The life and activism of Mollie Moon, also known as the Grand Dame of Harlem, has inspired history professor Tanisha Ford to explore Moon in her latest book “Our Secret Society: Mollie Moon and the Glamour, Money, and Power behind the Civil Rights Movement” (2023).
Ford, was one of three panelists at the virtual conversation on “Black Women’s Work Towards Economic Self-determination,” as well as fundraising and economic support of the Black Freedom struggle organized by the Schomburg Center for Research in Black Culture, at the New York Public Library (NYPL) on Dec. 7.
Co-curators Jeanne Theoharis and Robyn Spencer-Antoine moderated the event with panelists Ford, Shennette Garrett Scott and Crystal Moten.
Ford is a professor in history at the CUNY Graduate Center while Scott is author of “Banking on Freedom: Black Women in U.S. Finance Before the New Deal” (2019). Moten is the author of “Continually Working: Black Women Community Intellectualism and Economic Justice in Postwar Milwaukee” (2023).
According to Ford, based on all the newspaper accounts she was able to find, Moon could be described as a socialite.
“I thought that this book would be one about the politics of hostessing, using my interest in material culture to think about how Black women hosted events, who they invited to these events, the purpose of these events,” Ford said.
After Ford realized that most of Mollie Moon’s public events were fundraisers, she said it opened up a whole new line of questioning for her about Moon’s life and how the civil rights movement was funded.
Scott had always wanted to be a teacher and she was one of the first persons to go to college in her family.
She used to work in the mortgage industry, where she saw people achieving their hopes and dreams, as well as people who had so little.
“I really wanted to focus on business history that I wanted to kind of understand the world that I was working in, where that had come from, and so I knew I wanted to study women in business in the National Negro Business League. When I went to actually study it, the women just weren’t there so I had to go looking for them,” she stated as her inspiration for her book.
Moten was thinking particularly about Black working women’s contributions to Black Freedom and local Black Freedom movements, specifically the ways in which knowledge is transmitted and disseminated in communal environments. This served as inspiration for her book, along with her personal experience.
Next, Scott and Moten shared some of the central figures in their books, one of whom is Maggie Nina Walker. According to Scott, Walker was born enslaved and although she experienced tragedies in her life, she eventually operated an insurance company.
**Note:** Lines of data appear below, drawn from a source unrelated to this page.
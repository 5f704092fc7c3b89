use crate::cell::CellValue;

/// A sheet representing a 2D grid of cells (row-major storage)
///
/// Rows may be ragged. An empty row vector stands for an *absent* row, one
/// that holds no cells at all; a column index past the end of a row is a
/// *missing* cell.
#[derive(Debug, Clone, Default, PartialEq)]
pub struct Sheet {
    name: String,
    data: Vec<Vec<CellValue>>,
}

impl Sheet {
    /// Create a new empty sheet
    #[must_use]
    pub fn new() -> Self {
        Self::with_name("Sheet1")
    }

    /// Create a new empty sheet with a name
    #[must_use]
    pub fn with_name(name: &str) -> Self {
        Sheet {
            name: name.to_string(),
            data: Vec::new(),
        }
    }

    /// Create a sheet from a 2D vector of values
    #[must_use]
    pub fn from_data<T: Into<CellValue>>(data: Vec<Vec<T>>) -> Self {
        let converted: Vec<Vec<CellValue>> = data
            .into_iter()
            .map(|row| row.into_iter().map(Into::into).collect())
            .collect();

        Sheet {
            name: "Sheet1".to_string(),
            data: converted,
        }
    }

    /// Get the sheet name
    #[must_use]
    pub fn name(&self) -> &str {
        &self.name
    }

    /// Set the sheet name
    pub fn set_name(&mut self, name: &str) {
        self.name = name.to_string();
    }

    /// Get the number of rows, absent rows included
    #[must_use]
    pub fn row_count(&self) -> usize {
        self.data.len()
    }

    /// Index of the last row that holds at least one cell
    #[must_use]
    pub fn last_row_index(&self) -> Option<usize> {
        self.data.iter().rposition(|row| !row.is_empty())
    }

    /// Check if the sheet is empty
    #[must_use]
    pub fn is_empty(&self) -> bool {
        self.last_row_index().is_none()
    }

    /// Get a row by index, or `None` if the row is absent
    #[must_use]
    pub fn row(&self, index: usize) -> Option<&[CellValue]> {
        self.data
            .get(index)
            .filter(|row| !row.is_empty())
            .map(Vec::as_slice)
    }

    /// Get a cell, or `None` if the cell is missing
    #[must_use]
    pub fn cell(&self, row: usize, col: usize) -> Option<&CellValue> {
        self.data.get(row).and_then(|r| r.get(col))
    }

    /// Set a cell value, growing the grid as needed
    pub fn set<T: Into<CellValue>>(&mut self, row: usize, col: usize, value: T) {
        if self.data.len() <= row {
            self.data.resize_with(row + 1, Vec::new);
        }
        let cells = &mut self.data[row];
        if cells.len() <= col {
            cells.resize(col + 1, CellValue::Blank);
        }
        cells[col] = value.into();
    }

    /// Append a row; an empty vector appends an absent row
    pub fn row_append<T: Into<CellValue>>(&mut self, data: Vec<T>) {
        self.data.push(data.into_iter().map(Into::into).collect());
    }

    /// Iterate over all rows
    pub fn rows(&self) -> impl Iterator<Item = &Vec<CellValue>> {
        self.data.iter()
    }

    /// Get the raw data
    #[must_use]
    pub fn data(&self) -> &Vec<Vec<CellValue>> {
        &self.data
    }

    /// Get mutable access to raw data
    pub fn data_mut(&mut self) -> &mut Vec<Vec<CellValue>> {
        &mut self.data
    }

    /// Drop trailing blank cells from every row.
    ///
    /// A row made only of blank cells becomes absent.
    pub fn trim_trailing_blanks(&mut self) {
        for row in &mut self.data {
            let keep = row.iter().rposition(|c| !c.is_blank()).map_or(0, |i| i + 1);
            row.truncate(keep);
        }
        let keep = self.last_row_index().map_or(0, |i| i + 1);
        self.data.truncate(keep);
    }
}
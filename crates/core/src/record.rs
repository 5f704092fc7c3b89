//! Row-to-record materialization.

use crate::coerce::coerce_value;
use crate::error::RowImportError;
use crate::schema::{FieldDescriptor, FIRST_DATA_ROW};
use crate::target::RecordType;
use crate::value::Value;
use indexmap::IndexMap;
use rowcast_sheet::{CellValue, Sheet};
use serde::de::DeserializeOwned;
use serde::{Serialize, Serializer};
use serde_json::Value as JsonValue;

/// One imported row: field name to typed value, in record-type order.
#[derive(Debug, Clone, PartialEq, Default)]
pub struct Record {
    fields: IndexMap<String, Value>,
}

impl Record {
    /// A record with every field of `record_type` at its default.
    #[must_use]
    pub fn new(record_type: &RecordType) -> Self {
        Self {
            fields: record_type
                .fields
                .iter()
                .map(|field| (field.name.clone(), field.ty.default_value()))
                .collect(),
        }
    }

    #[must_use]
    pub fn get(&self, name: &str) -> Option<&Value> {
        self.fields.get(name)
    }

    pub fn set(&mut self, name: &str, value: Value) {
        self.fields.insert(name.to_string(), value);
    }

    #[must_use]
    pub fn fields(&self) -> &IndexMap<String, Value> {
        &self.fields
    }

    #[must_use]
    pub fn len(&self) -> usize {
        self.fields.len()
    }

    #[must_use]
    pub fn is_empty(&self) -> bool {
        self.fields.is_empty()
    }

    /// Convert to a JSON object.
    #[must_use]
    pub fn to_json(&self) -> JsonValue {
        JsonValue::Object(
            self.fields
                .iter()
                .map(|(name, value)| (name.clone(), value.to_json()))
                .collect(),
        )
    }

    /// Deserialize the record into a user type.
    pub fn deserialize<T: DeserializeOwned>(&self) -> serde_json::Result<T> {
        serde_json::from_value(self.to_json())
    }
}

impl Serialize for Record {
    fn serialize<S: Serializer>(&self, serializer: S) -> Result<S::Ok, S::Error> {
        self.to_json().serialize(serializer)
    }
}

/// Materializes the data rows of one sheet into records.
///
/// Data starts at row 3. Absent rows are skipped, rows whose first cell is
/// `#`-prefixed text are skipped, and the first row with a missing or blank
/// first cell ends the table.
#[derive(Debug, Clone, Copy)]
pub struct RecordBuilder<'a> {
    sheet: &'a Sheet,
    schema: &'a [FieldDescriptor],
    record_type: &'a RecordType,
}

impl<'a> RecordBuilder<'a> {
    pub fn new(
        sheet: &'a Sheet,
        schema: &'a [FieldDescriptor],
        record_type: &'a RecordType,
    ) -> Self {
        Self {
            sheet,
            schema,
            record_type,
        }
    }

    /// Iterate the surviving rows, one result per row.
    ///
    /// A failing row does not stop the iteration; callers decide whether to
    /// abort or collect.
    #[must_use]
    pub fn rows(&self) -> Rows<'a> {
        Rows {
            builder: *self,
            next: FIRST_DATA_ROW,
            last: self.sheet.last_row_index(),
            done: false,
        }
    }

    /// Build every record, stopping at the first failing row.
    pub fn build(&self) -> Result<Vec<Record>, RowImportError> {
        self.rows().collect()
    }

    fn build_row(&self, row_index: usize, cells: &[CellValue]) -> Result<Record, RowImportError> {
        let mut record = Record::new(self.record_type);

        // descriptor i reads cell i, whatever column it was declared in
        for (column, descriptor) in self.schema.iter().enumerate() {
            let Some(field) = self.record_type.get(&descriptor.name) else {
                continue;
            };
            if !field.accessible {
                continue;
            }
            let Some(cell) = cells.get(column).filter(|c| !c.is_blank()) else {
                continue;
            };

            let value = coerce_value(cell, &field.ty).map_err(|cause| RowImportError {
                row_index,
                column_index: column,
                sheet_name: self.sheet.name().to_string(),
                field: field.name.clone(),
                cause,
            })?;
            record.set(&field.name, value);
        }

        Ok(record)
    }
}

/// Iterator over the records of a sheet; see [`RecordBuilder::rows`].
#[derive(Debug, Clone)]
pub struct Rows<'a> {
    builder: RecordBuilder<'a>,
    next: usize,
    last: Option<usize>,
    done: bool,
}

impl Iterator for Rows<'_> {
    type Item = Result<Record, RowImportError>;

    fn next(&mut self) -> Option<Self::Item> {
        let last = self.last?;
        while !self.done && self.next <= last {
            let row_index = self.next;
            self.next += 1;

            let Some(cells) = self.builder.sheet.row(row_index) else {
                continue;
            };
            let Some(first) = cells.first().filter(|c| !c.is_blank()) else {
                tracing::trace!(row = row_index, "blank first cell ends the table");
                self.done = true;
                break;
            };
            if first.is_comment_marker() {
                tracing::trace!(row = row_index, "skipping disabled row");
                continue;
            }

            return Some(self.builder.build_row(row_index, cells));
        }
        None
    }
}

/// Build the records of one sheet, stopping at the first failing row.
pub fn build_records(
    sheet: &Sheet,
    schema: &[FieldDescriptor],
    record_type: &RecordType,
) -> Result<Vec<Record>, RowImportError> {
    RecordBuilder::new(sheet, schema, record_type).build()
}
//! Diagnosis engine: classifies observed failures into a fixed issue taxonomy,
//! grades severity from frequency and blast radius, and recommends ordered
//! remediation actions from the registry catalog.
//!
//! Classification and severity are pure functions; the `diagnose_agent` /
//! `diagnose_potential_issues` entry points add the heartbeat-log scanning.

use serde_json::json;

use crate::db::models::{
    ActionType, DiagnosisResult, HealingAction, HeartbeatResult, IssueSeverity, IssueType,
};
use crate::db::repos::heartbeats;
use crate::db::DbPool;
use crate::error::AppError;

/// How far back failure scanning looks.
pub const DIAGNOSIS_WINDOW_MINUTES: i64 = 10;
/// Failures at or above this count within the window bump severity one step.
pub const FREQUENCY_BUMP_THRESHOLD: usize = 5;
/// Distinct affected agents at or above this count bump severity one step.
pub const BLAST_RADIUS_BUMP_THRESHOLD: usize = 3;

/// Pre-emptive scanning looks at a wider window than failure scanning.
const PREEMPTIVE_WINDOW_MINUTES: i64 = 60;
const PREEMPTIVE_SCAN_LOGS: usize = 12;
/// Newer-half average latency must exceed older-half by this factor.
const LATENCY_TREND_FACTOR: f64 = 1.5;
/// Latency trends below this absolute level are noise.
const LATENCY_FLOOR_MS: f64 = 1000.0;
/// Degraded heartbeats at or above this count flag a leading indicator.
const DEGRADED_COUNT_THRESHOLD: usize = 3;

// ---------------------------------------------------------------------------
// Classification
// ---------------------------------------------------------------------------

/// Classify one failure message into the issue taxonomy.
///
/// Rate-limit signatures are checked before connectivity because provider
/// 429 bodies often mention requests and retries too.
pub fn determine_issue_type(message: &str) -> IssueType {
    let lower = message.to_lowercase();

    if lower.contains("rate limit")
        || lower.contains("too many requests")
        || lower.contains("429")
        || lower.contains("quota")
    {
        return IssueType::RateLimit;
    }

    if lower.contains("timeout")
        || lower.contains("timed out")
        || lower.contains("connection")
        || lower.contains("network")
        || lower.contains("unreachable")
        || lower.contains("econnrefused")
        || lower.contains("dns")
    {
        return IssueType::Connectivity;
    }

    if lower.contains("corrupt")
        || lower.contains("invalid state")
        || lower.contains("inconsistent")
        || lower.contains("stuck")
        || lower.contains("deadlock")
    {
        return IssueType::StateCorruption;
    }

    if lower.contains("unknown tool")
        || lower.contains("unsupported")
        || lower.contains("not implemented")
        || lower.contains("missing capability")
        || lower.contains("no such capability")
    {
        return IssueType::CapabilityGap;
    }

    IssueType::Unknown
}

// ---------------------------------------------------------------------------
// Severity
// ---------------------------------------------------------------------------

pub fn base_severity(issue: IssueType) -> IssueSeverity {
    match issue {
        IssueType::Connectivity => IssueSeverity::Medium,
        IssueType::RateLimit => IssueSeverity::Medium,
        IssueType::StateCorruption => IssueSeverity::High,
        IssueType::CapabilityGap => IssueSeverity::Low,
        IssueType::Unknown => IssueSeverity::Low,
    }
}

/// Severity = base for the issue type, bumped once for high frequency and
/// once more for fleet-wide blast radius. Saturates at critical.
pub fn determine_severity(
    issue: IssueType,
    frequency: usize,
    affected_agents: usize,
) -> IssueSeverity {
    let mut severity = base_severity(issue);
    if frequency >= FREQUENCY_BUMP_THRESHOLD {
        severity = severity.bumped();
    }
    if affected_agents >= BLAST_RADIUS_BUMP_THRESHOLD {
        severity = severity.bumped();
    }
    severity
}

// ---------------------------------------------------------------------------
// Recommendations
// ---------------------------------------------------------------------------

/// Candidate actions per issue type, with resolved params. The executor
/// prioritizes these through the registry before running them.
///
/// notify_admin is deliberately absent: it is appended on escalation only,
/// after every candidate here has been exhausted.
pub fn recommended_actions(issue: IssueType) -> Vec<HealingAction> {
    match issue {
        IssueType::Connectivity => vec![
            HealingAction::new(ActionType::RefreshConnection, json!({"target": "all"})),
            HealingAction::new(
                ActionType::Retry,
                json!({"max_retries": 3, "initial_delay_ms": 1000, "max_delay_ms": 10000}),
            ),
            HealingAction::new(ActionType::AutoRestart, json!({"mode": "graceful"})),
        ],
        IssueType::RateLimit => vec![
            HealingAction::new(
                ActionType::Retry,
                json!({"max_retries": 3, "initial_delay_ms": 5000, "max_delay_ms": 60000}),
            ),
            HealingAction::new(ActionType::UseFallback, json!({"fallback_target": "secondary"})),
        ],
        IssueType::StateCorruption => vec![
            HealingAction::new(ActionType::ClearCache, json!({"scope": "all"})),
            HealingAction::new(ActionType::ResetState, json!({"scope": "current_task"})),
            HealingAction::new(ActionType::AutoRestart, json!({"mode": "graceful"})),
        ],
        IssueType::CapabilityGap => vec![HealingAction::new(
            ActionType::UseFallback,
            json!({"fallback_target": "secondary"}),
        )],
        IssueType::Unknown => vec![
            HealingAction::new(
                ActionType::Retry,
                json!({"max_retries": 2, "initial_delay_ms": 1000, "max_delay_ms": 5000}),
            ),
            HealingAction::new(ActionType::UseFallback, json!({"fallback_target": "secondary"})),
        ],
    }
}

/// Pre-registered fast-path signatures for quick healing. Each maps straight
/// to one pre-approved safe action, skipping full diagnosis.
pub fn known_signature(signature: &str) -> Option<(IssueType, HealingAction)> {
    match signature {
        "connection_timeout" => Some((
            IssueType::Connectivity,
            HealingAction::new(ActionType::RefreshConnection, json!({"target": "all"})),
        )),
        "stale_cache" => Some((
            IssueType::StateCorruption,
            HealingAction::new(ActionType::ClearCache, json!({"scope": "all"})),
        )),
        "rate_limited" => Some((
            IssueType::RateLimit,
            HealingAction::new(
                ActionType::Retry,
                json!({"max_retries": 3, "initial_delay_ms": 5000, "max_delay_ms": 60000}),
            ),
        )),
        _ => None,
    }
}

// ---------------------------------------------------------------------------
// Diagnosis
// ---------------------------------------------------------------------------

/// An observed problem handed to [`diagnose`]. Frequency and blast radius
/// default to a single occurrence on a single agent.
#[derive(Debug, Clone)]
pub struct Symptom {
    pub agent_id: String,
    pub description: String,
    pub occurrences: usize,
    pub affected_agents: usize,
    pub evidence: Vec<String>,
}

impl Symptom {
    pub fn new(agent_id: impl Into<String>, description: impl Into<String>) -> Self {
        Self {
            agent_id: agent_id.into(),
            description: description.into(),
            occurrences: 1,
            affected_agents: 1,
            evidence: Vec::new(),
        }
    }
}

/// Produce a full [`DiagnosisResult`] for one symptom. Pure: no clock, no DB.
pub fn diagnose(symptom: &Symptom) -> DiagnosisResult {
    let issue_type = determine_issue_type(&symptom.description);
    let severity = determine_severity(issue_type, symptom.occurrences, symptom.affected_agents);
    let confidence = classification_confidence(issue_type, symptom.occurrences);

    let evidence = if symptom.evidence.is_empty() {
        vec![symptom.description.clone()]
    } else {
        symptom.evidence.clone()
    };

    DiagnosisResult {
        agent_id: symptom.agent_id.clone(),
        issue_type,
        severity,
        summary: summarize(issue_type, symptom.occurrences, symptom.affected_agents),
        recommended_actions: recommended_actions(issue_type),
        confidence,
        evidence,
    }
}

fn classification_confidence(issue: IssueType, occurrences: usize) -> f64 {
    let base: f64 = match issue {
        IssueType::Unknown => 0.3,
        _ => 0.75,
    };
    let bump = 0.04 * occurrences.saturating_sub(1) as f64;
    (base + bump).min(0.95)
}

fn summarize(issue: IssueType, frequency: usize, affected_agents: usize) -> String {
    let what = match issue {
        IssueType::Connectivity => "connection failures",
        IssueType::RateLimit => "rate limiting",
        IssueType::StateCorruption => "corrupted working state",
        IssueType::CapabilityGap => "missing capability",
        IssueType::Unknown => "unclassified failures",
    };
    if affected_agents > 1 {
        format!(
            "{what}: {frequency} occurrence(s) in the last {DIAGNOSIS_WINDOW_MINUTES} minutes across {affected_agents} agents"
        )
    } else {
        format!("{what}: {frequency} occurrence(s) in the last {DIAGNOSIS_WINDOW_MINUTES} minutes")
    }
}

// ---------------------------------------------------------------------------
// Heartbeat-log scanning
// ---------------------------------------------------------------------------

/// Failure messages extracted from one log batch: (agent_id, message).
pub fn collect_failures(logs: &[crate::db::models::HeartbeatLog]) -> Vec<(String, String)> {
    let mut failures = Vec::new();
    for log in logs {
        for sub in &log.sub_results {
            if !sub.ok {
                if let Some(detail) = &sub.detail {
                    failures.push((log.agent_id.clone(), detail.clone()));
                }
            }
        }
    }
    failures
}

/// Scan one agent's recent failures and diagnose the dominant issue.
///
/// Returns `Ok(None)` when the window holds no failures at all.
pub fn diagnose_agent(
    pool: &DbPool,
    agent_id: &str,
    now: chrono::DateTime<chrono::Utc>,
) -> Result<Option<DiagnosisResult>, AppError> {
    let since = (now - chrono::Duration::minutes(DIAGNOSIS_WINDOW_MINUTES)).to_rfc3339();
    let own_failures = collect_failures(&heartbeats::recent_for_agent(pool, agent_id, &since)?);
    if own_failures.is_empty() {
        return Ok(None);
    }

    // Dominant issue type by failure count; ties break toward the worse base
    // severity so state corruption outranks an equal number of unknowns.
    let mut counts: Vec<(IssueType, usize)> = Vec::new();
    for (_, message) in &own_failures {
        let issue = determine_issue_type(message);
        match counts.iter_mut().find(|(i, _)| *i == issue) {
            Some((_, n)) => *n += 1,
            None => counts.push((issue, 1)),
        }
    }
    let (dominant, frequency) = counts
        .into_iter()
        .max_by_key(|&(issue, n)| (n, base_severity(issue)))
        .unwrap_or((IssueType::Unknown, own_failures.len()));

    // Cross-agent view of the same issue type.
    let fleet_failures = collect_failures(&heartbeats::recent_all(pool, &since)?);
    let mut affected: Vec<&str> = fleet_failures
        .iter()
        .filter(|(_, m)| determine_issue_type(m) == dominant)
        .map(|(aid, _)| aid.as_str())
        .collect();
    affected.sort_unstable();
    affected.dedup();
    let affected_agents = affected.len().max(1);

    let evidence: Vec<String> = own_failures
        .iter()
        .filter(|(_, m)| determine_issue_type(m) == dominant)
        .take(5)
        .map(|(_, m)| m.clone())
        .collect();
    let total = own_failures.len();
    let confidence = (frequency as f64 / total as f64).clamp(0.3, 0.95);

    tracing::debug!(
        agent_id = %agent_id,
        issue = dominant.as_str(),
        frequency = frequency,
        affected_agents = affected_agents,
        "Diagnosed dominant issue from heartbeat logs"
    );

    Ok(Some(DiagnosisResult {
        agent_id: agent_id.to_string(),
        issue_type: dominant,
        severity: determine_severity(dominant, frequency, affected_agents),
        summary: summarize(dominant, frequency, affected_agents),
        recommended_actions: recommended_actions(dominant),
        confidence,
        evidence,
    }))
}

/// Returns the (older, newer) half averages when latency is trending up hard
/// enough to matter. Input is oldest-first.
fn latency_trend(durations_oldest_first: &[i64]) -> Option<(f64, f64)> {
    if durations_oldest_first.len() < 4 {
        return None;
    }
    let mid = durations_oldest_first.len() / 2;
    let (older, newer) = durations_oldest_first.split_at(mid);
    let avg = |xs: &[i64]| xs.iter().sum::<i64>() as f64 / xs.len() as f64;
    let (older_avg, newer_avg) = (avg(older), avg(newer));
    if newer_avg >= LATENCY_FLOOR_MS && newer_avg > older_avg * LATENCY_TREND_FACTOR {
        Some((older_avg, newer_avg))
    } else {
        None
    }
}

/// Pre-emptive scan for leading indicators when no explicit failure fired:
/// a rising latency trend, or a run of degraded heartbeats.
pub fn diagnose_potential_issues(
    pool: &DbPool,
    agent_id: &str,
    now: chrono::DateTime<chrono::Utc>,
) -> Result<Option<DiagnosisResult>, AppError> {
    let since = (now - chrono::Duration::minutes(PREEMPTIVE_WINDOW_MINUTES)).to_rfc3339();
    let mut logs = heartbeats::recent_for_agent(pool, agent_id, &since)?;
    logs.truncate(PREEMPTIVE_SCAN_LOGS);
    logs.reverse(); // oldest first

    let durations: Vec<i64> = logs.iter().filter_map(|l| l.duration_ms).collect();
    if let Some((older_avg, newer_avg)) = latency_trend(&durations) {
        return Ok(Some(DiagnosisResult {
            agent_id: agent_id.to_string(),
            issue_type: IssueType::Connectivity,
            severity: IssueSeverity::Low,
            summary: format!(
                "heartbeat latency rising: {older_avg:.0}ms -> {newer_avg:.0}ms over the last {} runs",
                durations.len()
            ),
            recommended_actions: recommended_actions(IssueType::Connectivity),
            confidence: 0.4,
            evidence: vec![format!(
                "average duration_ms rose from {older_avg:.0} to {newer_avg:.0}"
            )],
        }));
    }

    let degraded: Vec<&crate::db::models::HeartbeatLog> = logs
        .iter()
        .filter(|l| l.result == HeartbeatResult::Degraded)
        .collect();
    if degraded.len() >= DEGRADED_COUNT_THRESHOLD {
        let evidence: Vec<String> = degraded
            .iter()
            .flat_map(|l| l.sub_results.iter())
            .filter(|s| !s.ok)
            .take(5)
            .map(|s| {
                format!(
                    "{}: {}",
                    s.step,
                    s.detail.as_deref().unwrap_or("no detail")
                )
            })
            .collect();
        return Ok(Some(DiagnosisResult {
            agent_id: agent_id.to_string(),
            issue_type: IssueType::Unknown,
            severity: IssueSeverity::Low,
            summary: format!(
                "{} of the last {} heartbeats degraded",
                degraded.len(),
                logs.len()
            ),
            recommended_actions: recommended_actions(IssueType::Unknown),
            confidence: 0.4,
            evidence,
        }));
    }

    Ok(None)
}

// ---------------------------------------------------------------------------
// Tests
// ---------------------------------------------------------------------------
“The independent order of St Luke, they had over 100,000 members. They were all over the country and her economic vision touched the lives of not just the 100,000+ members, but those members’ families and communities all over the country,” Scott added.
Scott knew that in order to be able to really uncover the stories that I needed to, she needed to really understand the community of women that helped to shape Walker’s vision, but also those who were helping her to build these opportunities for other women.
“This kept her laser focused on meeting the needs of the women in this community which is part of what made this organization so successful,” she continued.
In referencing Walker, Moten discusses the last chapter of her book briefly, where she writes about an organization called Project Equality, especially in the urban Midwest.
“What was interesting about the office in Milwaukee, Wisconsin was that it was run and organized by Black women who both had connections to the Civil Rights and the welfare rights movements in the city. These local women had been active in the mass movements of the mid to late 1960s, and then parlayed their activism into project equality which had a focus of equal employment,” Moten continued.
She added that it was the work of these women, which helped pass the 1964 Civil Rights Act.
Then, Ford discussed why she thinks people should know more about Mollie Moon.
She has been involved in movements including the New York City History Movement, Civil Rights Movement, Black Freedom Movement, and histories of black communism.
“It’s really an honor to write this book about her to introduce people to her through my perspective as a Black feminist historian,” Ford said.
The welfare rights movement is a little known one that Moten writes about in her book. According to Moten, the movement takes place during and beyond the civil rights movement, and the leaders were poor black mothers who were advocating for resources for themselves and for their families from the state and from the nation.
“What they thought was that no person should live in poverty in one of the richest nations on this globe. So there’s a responsibility that the nation has to its people, and part of that responsibility is making sure that people have the basic necessities to live and not die,” she said.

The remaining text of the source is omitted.